RECORDS SUPPLIED: Begin

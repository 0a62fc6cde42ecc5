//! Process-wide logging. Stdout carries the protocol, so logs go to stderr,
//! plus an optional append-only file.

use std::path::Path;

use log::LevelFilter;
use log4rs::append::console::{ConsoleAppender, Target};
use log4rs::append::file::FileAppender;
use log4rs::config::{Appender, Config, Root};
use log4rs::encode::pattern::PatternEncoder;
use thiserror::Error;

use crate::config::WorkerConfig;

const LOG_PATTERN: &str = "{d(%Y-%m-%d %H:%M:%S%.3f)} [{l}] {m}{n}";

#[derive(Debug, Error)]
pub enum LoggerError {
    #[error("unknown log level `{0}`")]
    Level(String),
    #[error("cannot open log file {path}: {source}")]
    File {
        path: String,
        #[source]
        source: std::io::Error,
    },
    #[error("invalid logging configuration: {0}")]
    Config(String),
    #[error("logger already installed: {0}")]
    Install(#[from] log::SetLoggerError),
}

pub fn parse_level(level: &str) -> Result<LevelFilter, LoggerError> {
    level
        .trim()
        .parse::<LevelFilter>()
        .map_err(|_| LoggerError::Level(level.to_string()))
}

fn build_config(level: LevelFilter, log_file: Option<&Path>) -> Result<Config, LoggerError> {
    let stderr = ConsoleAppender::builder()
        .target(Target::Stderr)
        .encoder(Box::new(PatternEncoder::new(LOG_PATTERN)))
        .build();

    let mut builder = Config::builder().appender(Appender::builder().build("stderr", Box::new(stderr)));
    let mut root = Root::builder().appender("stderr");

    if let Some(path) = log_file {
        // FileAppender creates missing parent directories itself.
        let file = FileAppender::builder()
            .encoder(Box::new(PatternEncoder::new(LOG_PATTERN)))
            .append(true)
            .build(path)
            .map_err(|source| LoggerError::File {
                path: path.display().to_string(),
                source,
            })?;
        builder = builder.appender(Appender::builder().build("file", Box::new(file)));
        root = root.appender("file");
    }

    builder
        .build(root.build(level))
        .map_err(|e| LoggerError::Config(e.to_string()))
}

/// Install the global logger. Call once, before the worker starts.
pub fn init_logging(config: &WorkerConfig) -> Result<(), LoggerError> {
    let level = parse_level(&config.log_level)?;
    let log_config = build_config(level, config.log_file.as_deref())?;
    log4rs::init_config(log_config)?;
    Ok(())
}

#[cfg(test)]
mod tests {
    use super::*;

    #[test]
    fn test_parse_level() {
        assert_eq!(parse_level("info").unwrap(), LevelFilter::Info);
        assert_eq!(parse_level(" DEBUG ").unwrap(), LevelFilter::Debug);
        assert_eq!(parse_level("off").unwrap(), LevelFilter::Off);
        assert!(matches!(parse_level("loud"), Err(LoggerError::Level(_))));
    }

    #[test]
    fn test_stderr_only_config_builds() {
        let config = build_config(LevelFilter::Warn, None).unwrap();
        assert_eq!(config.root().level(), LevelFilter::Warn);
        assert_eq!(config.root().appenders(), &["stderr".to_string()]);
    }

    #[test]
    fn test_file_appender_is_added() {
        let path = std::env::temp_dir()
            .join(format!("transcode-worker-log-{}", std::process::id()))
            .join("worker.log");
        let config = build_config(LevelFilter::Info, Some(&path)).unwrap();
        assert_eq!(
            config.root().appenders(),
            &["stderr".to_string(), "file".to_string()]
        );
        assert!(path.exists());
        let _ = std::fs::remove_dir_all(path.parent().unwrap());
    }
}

RECORDS SUPPLIED: End
RECORDS SUPPLIED: Begin

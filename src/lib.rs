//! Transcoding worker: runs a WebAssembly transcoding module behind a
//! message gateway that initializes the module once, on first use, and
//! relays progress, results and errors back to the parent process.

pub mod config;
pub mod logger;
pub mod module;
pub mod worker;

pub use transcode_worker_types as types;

RECORDS SUPPLIED: End

The answer is a single number: how many lines in the data above hold the string "unwrap".

OUTPUT BELOW: 6